Today was a go for fishing. After skiing the past two days, it was time to wet a line. The temperature was around 15 degrees and the sky was overcast: perfect winter fishing conditions. I made the two mile walk from the parking lot to the tailwater section of the Stagecoach. It was truly a labor of love; the access road had about 1 fresh inch of snow on it. By the time I remembered that I had snow shoes in the car, it was too late to turn around. I pushed on through.
After the last bend, I finally hit the tailwater. The water had a lot of structure: pools, pockets, and slicks. It was perfect trout habitat. I setup my rig for standard indi-nymphing. I used two flies that I designed last year winter fishing the San Miguel outside of Telluride, CO. A 8 Simple Stonefly at the end of the leader. Off the eye of the stonefly, I tied a size 20 variation of an Al’s Rat (red wire body and dubbing on the thorax). All using 6.5x TroutHunter Fluoro.
I worked my upstream, nymphing for about 200 yards. The fish were scattered everywhere. I had to keep adjusting my split shot and indicator for the different conditions for each pocket or pool or slow riffle. The adjustments paid off. I pulled out 8 nice rainbows, indi-nymphing my way up. Two on the stone and six on the midge nymph.

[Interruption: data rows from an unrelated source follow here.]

// src/transform/aggregate.rs

use serde::{Deserialize, Serialize};
use std::collections::HashMap;
use tracing::debug;

use crate::dataset::{Column, ColumnRef, Dataset, KeyPart, SemanticType, Value};
use crate::error::EtlError;

fn default_count_column() -> String {
    "count".to_string()
}

/// Group-by + mean, with small groups discarded before averaging.
#[derive(Debug, Clone, PartialEq, Serialize, Deserialize)]
#[serde(deny_unknown_fields)]
pub struct Aggregate {
    pub by: Vec<ColumnRef>,
    /// Columns to average; defaults to every numeric non-key column.
    #[serde(default)]
    pub columns: Option<Vec<ColumnRef>>,
    #[serde(default)]
    pub min_count: usize,
    #[serde(default = "default_count_column")]
    pub count_column: String,
}

impl Aggregate {
    pub fn by(keys: &[&str]) -> Self {
        Self {
            by: keys.iter().map(|k| ColumnRef::from(*k)).collect(),
            columns: None,
            min_count: 0,
            count_column: default_count_column(),
        }
    }

    pub fn min_count(mut self, n: usize) -> Self {
        self.min_count = n;
        self
    }
}

struct Group {
    first_row: usize,
    rows: Vec<usize>,
}

pub fn aggregate(ds: &Dataset, spec: &Aggregate) -> Result<Dataset, EtlError> {
    let keys = spec
        .by
        .iter()
        .map(|r| ds.resolve(r))
        .collect::<Result<Vec<_>, _>>()?;

    let value_cols = match &spec.columns {
        Some(refs) => {
            let positions = refs
                .iter()
                .map(|r| ds.resolve(r))
                .collect::<Result<Vec<_>, _>>()?;
            if let Some(&bad) = positions.iter().find(|&&p| !ds.columns()[p].ty.is_numeric()) {
                return Err(EtlError::schema(format!(
                    "cannot average {} column `{}`",
                    ds.columns()[bad].ty,
                    ds.columns()[bad].name
                )));
            }
            positions
        }
        None => (0..ds.num_columns())
            .filter(|p| !keys.contains(p) && ds.columns()[*p].ty.is_numeric())
            .collect(),
    };

    // 1) bucket rows by key, in order of first appearance; missing keys drop out
    let columns = ds.columns();
    let mut index: HashMap<Vec<KeyPart>, usize> = HashMap::new();
    let mut groups: Vec<Group> = Vec::new();
    for row in 0..ds.num_rows() {
        let key: Option<Vec<KeyPart>> = keys.iter().map(|&k| columns[k].values[row].key()).collect();
        let Some(key) = key else { continue };
        let slot = *index.entry(key).or_insert_with(|| {
            groups.push(Group {
                first_row: row,
                rows: Vec::new(),
            });
            groups.len() - 1
        });
        groups[slot].rows.push(row);
    }

    // 2) discard small groups before any mean is taken
    let total = groups.len();
    groups.retain(|g| g.rows.len() >= spec.min_count);
    debug!(
        groups = total,
        kept = groups.len(),
        min_count = spec.min_count,
        "grouped"
    );

    // 3) keys, means, counts
    let mut out: Vec<Column> = keys
        .iter()
        .map(|&k| {
            let src = &columns[k];
            let values = groups
                .iter()
                .map(|g| src.values[g.first_row].clone())
                .collect();
            Column::new(src.name.clone(), src.ty, values)
        })
        .collect();

    for &p in &value_cols {
        let src = &columns[p];
        let values = groups
            .iter()
            .map(|g| mean(g.rows.iter().map(|&r| &src.values[r])))
            .collect();
        out.push(Column::new(src.name.clone(), SemanticType::Float, values));
    }

    out.push(Column::new(
        spec.count_column.clone(),
        SemanticType::Integer,
        groups
            .iter()
            .map(|g| Value::Integer(g.rows.len() as i64))
            .collect(),
    ));

    Dataset::new(out)
}

/// Arithmetic mean over the present values; `Missing` when there are none
/// or the mean is not finite.
fn mean<'a>(values: impl Iterator<Item = &'a Value>) -> Value {
    let (sum, n) = values
        .filter_map(Value::as_f64)
        .filter(|x| !x.is_nan())
        .fold((0.0, 0usize), |(s, n), x| (s + x, n + 1));
    let avg = sum / n as f64;
    if n == 0 || !avg.is_finite() {
        Value::Missing
    } else {
        Value::Float(avg)
    }
}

The beat that I worked had a decent amount of surface activity from the fish. After I pulled out that 20 incher, I wanted to try some dry flies. After re-rigging, I had a size 18 Grey Comparadun attached by 7x TroutHunter mono. I worked two medium size slicks, and stuck two and lost two others. It was surreal casting dries while it was snowing.
It was an amazing day, but it was a haul to get back there in the winter. 10 bows in total and some dry fly action to boot!